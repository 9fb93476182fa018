// libs/appointment-cell/tests/booking_test.rs
use std::sync::Arc;

use assert_matches::assert_matches;
use axum::{
    body::Body,
    http::{Request, StatusCode},
};
use chrono::{NaiveDate, NaiveTime, Utc};
use serde_json::json;
use tower::ServiceExt;
use uuid::Uuid;
use wiremock::matchers::{method, path};
use wiremock::{Mock, MockServer, ResponseTemplate};

use appointment_cell::models::{
    AppointmentStatus, BookAppointmentRequest, BookingError, EmailError, EmailJob,
};
use appointment_cell::router::appointment_routes;
use appointment_cell::services::booking::{combine_schedule, AppointmentBookingService};
use appointment_cell::services::confirmation::ConfirmationEmailService;
use shared_config::AppConfig;
use shared_utils::test_utils::{JwtTestUtils, MockSupabaseResponses, TestConfig, TestUser};

fn config_for(mock_server: &MockServer) -> AppConfig {
    // Supabase and the email boundary both point at the same mock server;
    // paths keep them apart.
    TestConfig {
        supabase_url: mock_server.uri(),
        resend_base_url: mock_server.uri(),
        ..TestConfig::default()
    }
    .to_app_config()
}

fn booking_request(dermatologist_id: Option<Uuid>) -> BookAppointmentRequest {
    BookAppointmentRequest {
        dermatologist_id,
        date: NaiveDate::from_ymd_opt(2030, 6, 15).unwrap(),
        time: NaiveTime::from_hms_opt(14, 30, 0).unwrap(),
        reason: "Persistent breakouts on jawline".to_string(),
        scan_id: None,
        utc_offset_minutes: None,
    }
}

async fn mount_dermatologist(mock_server: &MockServer, dermatologist_id: Uuid) {
    Mock::given(method("GET"))
        .and(path("/rest/v1/dermatologists"))
        .respond_with(ResponseTemplate::new(200).set_body_json(json!([
            MockSupabaseResponses::dermatologist_response(
                &dermatologist_id.to_string(),
                "Amy Park",
                Some("Boston, MA"),
            )
        ])))
        .mount(mock_server)
        .await;
}

fn appointment_row(user_id: &str, dermatologist_id: Uuid, scheduled_at: &str) -> serde_json::Value {
    json!({
        "id": Uuid::new_v4(),
        "user_id": user_id,
        "dermatologist_id": dermatologist_id,
        "scan_id": null,
        "status": "pending",
        "scheduled_at": scheduled_at,
        "created_at": Utc::now().to_rfc3339()
    })
}

#[tokio::test]
async fn booking_creates_exactly_one_pending_appointment() {
    let mock_server = MockServer::start().await;
    let test_user = TestUser::default();
    let dermatologist_id = Uuid::new_v4();

    mount_dermatologist(&mock_server, dermatologist_id).await;

    let request = booking_request(Some(dermatologist_id));
    let expected_instant =
        combine_schedule(request.date, request.time, request.utc_offset_minutes).unwrap();

    Mock::given(method("POST"))
        .and(path("/rest/v1/appointments"))
        .respond_with(ResponseTemplate::new(201).set_body_json(json!([appointment_row(
            &test_user.id,
            dermatologist_id,
            &expected_instant.to_rfc3339(),
        )])))
        .expect(1)
        .mount(&mock_server)
        .await;

    // Lookups issued by the detached email task.
    Mock::given(method("GET"))
        .and(path("/rest/v1/users"))
        .respond_with(ResponseTemplate::new(200).set_body_json(json!([
            MockSupabaseResponses::user_profile_response(&test_user.id)
        ])))
        .mount(&mock_server)
        .await;
    Mock::given(method("POST"))
        .and(path("/emails"))
        .respond_with(ResponseTemplate::new(200).set_body_json(json!({ "id": "msg_1" })))
        .mount(&mock_server)
        .await;

    let service = AppointmentBookingService::new(&config_for(&mock_server));
    let appointment = service
        .book_appointment(&test_user.to_user(), request, "test-token")
        .await
        .expect("booking should succeed");

    assert_eq!(appointment.status, AppointmentStatus::Pending);
    assert_eq!(appointment.scheduled_at, expected_instant);
    assert_eq!(appointment.dermatologist_id, dermatologist_id);
}

#[tokio::test]
async fn booking_succeeds_even_when_email_boundary_fails() {
    let mock_server = MockServer::start().await;
    let test_user = TestUser::default();
    let dermatologist_id = Uuid::new_v4();

    mount_dermatologist(&mock_server, dermatologist_id).await;

    Mock::given(method("POST"))
        .and(path("/rest/v1/appointments"))
        .respond_with(ResponseTemplate::new(201).set_body_json(json!([appointment_row(
            &test_user.id,
            dermatologist_id,
            "2030-06-15T14:30:00+00:00",
        )])))
        .expect(1)
        .mount(&mock_server)
        .await;

    Mock::given(method("GET"))
        .and(path("/rest/v1/users"))
        .respond_with(ResponseTemplate::new(200).set_body_json(json!([
            MockSupabaseResponses::user_profile_response(&test_user.id)
        ])))
        .mount(&mock_server)
        .await;

    // The email boundary rejects everything; the booking must not care.
    Mock::given(method("POST"))
        .and(path("/emails"))
        .respond_with(ResponseTemplate::new(500).set_body_json(json!({ "message": "down" })))
        .mount(&mock_server)
        .await;

    let service = AppointmentBookingService::new(&config_for(&mock_server));
    let result = service
        .book_appointment(&test_user.to_user(), booking_request(Some(dermatologist_id)), "test-token")
        .await;

    assert!(result.is_ok());
}

#[tokio::test]
async fn missing_dermatologist_selection_writes_nothing() {
    let mock_server = MockServer::start().await;

    Mock::given(method("POST"))
        .and(path("/rest/v1/appointments"))
        .respond_with(ResponseTemplate::new(201).set_body_json(json!([])))
        .expect(0)
        .mount(&mock_server)
        .await;

    let service = AppointmentBookingService::new(&config_for(&mock_server));
    let result = service
        .book_appointment(&TestUser::default().to_user(), booking_request(None), "test-token")
        .await;

    assert_matches!(result, Err(BookingError::MissingDermatologist));
}

#[tokio::test]
async fn past_date_is_rejected_before_any_write() {
    let mock_server = MockServer::start().await;

    Mock::given(method("POST"))
        .and(path("/rest/v1/appointments"))
        .respond_with(ResponseTemplate::new(201).set_body_json(json!([])))
        .expect(0)
        .mount(&mock_server)
        .await;

    let mut request = booking_request(Some(Uuid::new_v4()));
    request.date = NaiveDate::from_ymd_opt(2020, 1, 1).unwrap();

    let service = AppointmentBookingService::new(&config_for(&mock_server));
    let result = service
        .book_appointment(&TestUser::default().to_user(), request, "test-token")
        .await;

    assert_matches!(result, Err(BookingError::DateInPast));
}

#[tokio::test]
async fn empty_reason_is_rejected() {
    let mock_server = MockServer::start().await;

    let mut request = booking_request(Some(Uuid::new_v4()));
    request.reason = "   ".to_string();

    let service = AppointmentBookingService::new(&config_for(&mock_server));
    let result = service
        .book_appointment(&TestUser::default().to_user(), request, "test-token")
        .await;

    assert_matches!(result, Err(BookingError::ValidationError(_)));
}

#[tokio::test]
async fn unauthenticated_booking_is_rejected_at_the_boundary() {
    let mock_server = MockServer::start().await;

    Mock::given(method("POST"))
        .and(path("/rest/v1/appointments"))
        .respond_with(ResponseTemplate::new(201).set_body_json(json!([])))
        .expect(0)
        .mount(&mock_server)
        .await;

    let app = appointment_routes(Arc::new(config_for(&mock_server)));

    let request = Request::builder()
        .method("POST")
        .uri("/")
        .header("content-type", "application/json")
        .body(Body::from(
            serde_json::to_string(&booking_request(Some(Uuid::new_v4()))).unwrap(),
        ))
        .unwrap();

    let response = app.oneshot(request).await.unwrap();

    assert_eq!(response.status(), StatusCode::UNAUTHORIZED);
}

#[tokio::test]
async fn authenticated_booking_through_router_succeeds() {
    let mock_server = MockServer::start().await;
    let config = config_for(&mock_server);
    let test_user = TestUser::default();
    let dermatologist_id = Uuid::new_v4();
    let token = JwtTestUtils::create_test_token(&test_user, &config.supabase_jwt_secret, Some(24));

    mount_dermatologist(&mock_server, dermatologist_id).await;

    Mock::given(method("POST"))
        .and(path("/rest/v1/appointments"))
        .respond_with(ResponseTemplate::new(201).set_body_json(json!([appointment_row(
            &test_user.id,
            dermatologist_id,
            "2030-06-15T14:30:00+00:00",
        )])))
        .expect(1)
        .mount(&mock_server)
        .await;
    Mock::given(method("GET"))
        .and(path("/rest/v1/users"))
        .respond_with(ResponseTemplate::new(200).set_body_json(json!([
            MockSupabaseResponses::user_profile_response(&test_user.id)
        ])))
        .mount(&mock_server)
        .await;
    Mock::given(method("POST"))
        .and(path("/emails"))
        .respond_with(ResponseTemplate::new(200).set_body_json(json!({ "id": "msg_2" })))
        .mount(&mock_server)
        .await;

    let app = appointment_routes(Arc::new(config));

    let request = Request::builder()
        .method("POST")
        .uri("/")
        .header("content-type", "application/json")
        .header("authorization", format!("Bearer {}", token))
        .body(Body::from(
            serde_json::to_string(&booking_request(Some(dermatologist_id))).unwrap(),
        ))
        .unwrap();

    let response = app.oneshot(request).await.unwrap();

    assert_eq!(response.status(), StatusCode::OK);

    let body = axum::body::to_bytes(response.into_body(), usize::MAX).await.unwrap();
    let json_response: serde_json::Value = serde_json::from_slice(&body).unwrap();
    assert_eq!(json_response["appointment"]["status"], "pending");
}

// ==============================================================================
// CONFIRMATION COMPOSER
// ==============================================================================

fn email_job(user_id: &str, dermatologist_id: Uuid) -> EmailJob {
    EmailJob {
        appointment_id: Uuid::new_v4(),
        user_id: Uuid::parse_str(user_id).unwrap(),
        dermatologist_id,
        scheduled_at: "2030-06-15T14:30:00Z".parse().unwrap(),
        utc_offset_minutes: 0,
        reason: Some("Follow-up on scan".to_string()),
    }
}

#[tokio::test]
async fn composer_sends_nothing_when_user_lookup_fails() {
    let mock_server = MockServer::start().await;
    let test_user = TestUser::default();
    let dermatologist_id = Uuid::new_v4();

    mount_dermatologist(&mock_server, dermatologist_id).await;

    // No profile row for this user.
    Mock::given(method("GET"))
        .and(path("/rest/v1/users"))
        .respond_with(ResponseTemplate::new(200).set_body_json(json!([])))
        .mount(&mock_server)
        .await;

    Mock::given(method("POST"))
        .and(path("/emails"))
        .respond_with(ResponseTemplate::new(200).set_body_json(json!({ "id": "msg_x" })))
        .expect(0)
        .mount(&mock_server)
        .await;

    let composer = ConfirmationEmailService::new(&config_for(&mock_server));
    let result = composer
        .send_confirmation(email_job(&test_user.id, dermatologist_id), "test-token")
        .await;

    assert_matches!(result, Err(EmailError::UserLookup(_)));
}

#[tokio::test]
async fn composer_sends_nothing_when_dermatologist_lookup_fails() {
    let mock_server = MockServer::start().await;
    let test_user = TestUser::default();

    Mock::given(method("GET"))
        .and(path("/rest/v1/users"))
        .respond_with(ResponseTemplate::new(200).set_body_json(json!([
            MockSupabaseResponses::user_profile_response(&test_user.id)
        ])))
        .mount(&mock_server)
        .await;
    Mock::given(method("GET"))
        .and(path("/rest/v1/dermatologists"))
        .respond_with(ResponseTemplate::new(200).set_body_json(json!([])))
        .mount(&mock_server)
        .await;

    Mock::given(method("POST"))
        .and(path("/emails"))
        .respond_with(ResponseTemplate::new(200).set_body_json(json!({ "id": "msg_x" })))
        .expect(0)
        .mount(&mock_server)
        .await;

    let composer = ConfirmationEmailService::new(&config_for(&mock_server));
    let result = composer
        .send_confirmation(email_job(&test_user.id, Uuid::new_v4()), "test-token")
        .await;

    assert_matches!(result, Err(EmailError::DermatologistLookup(_)));
}

#[tokio::test]
async fn composer_submits_rendered_summary_to_email_boundary() {
    let mock_server = MockServer::start().await;
    let test_user = TestUser::default();
    let dermatologist_id = Uuid::new_v4();

    mount_dermatologist(&mock_server, dermatologist_id).await;
    Mock::given(method("GET"))
        .and(path("/rest/v1/users"))
        .respond_with(ResponseTemplate::new(200).set_body_json(json!([
            MockSupabaseResponses::user_profile_response(&test_user.id)
        ])))
        .mount(&mock_server)
        .await;

    Mock::given(method("POST"))
        .and(path("/emails"))
        .respond_with(ResponseTemplate::new(200).set_body_json(json!({ "id": "msg_42" })))
        .expect(1)
        .mount(&mock_server)
        .await;

    let composer = ConfirmationEmailService::new(&config_for(&mock_server));
    let response = composer
        .send_confirmation(email_job(&test_user.id, dermatologist_id), "test-token")
        .await
        .expect("composer should succeed");

    assert!(response.success);
    assert_eq!(response.message_id, "msg_42");
}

━━━

* _Work to be completed_: Copy the entries word for word. Start at the first line and end with the line containing "use uuid::Uuid;".

* _Completed exercise_:
repository 9fb93476182fa018
// libs/appointment-cell/tests/booking_test.rs
use std::sync::Arc;

use assert_matches::assert_matches;
use axum::{
    body::Body,
    http::{Request, StatusCode},
};
use chrono::{NaiveDate, NaiveTime, Utc};
use serde_json::json;
use tower::ServiceExt;
use uuid::Uuid;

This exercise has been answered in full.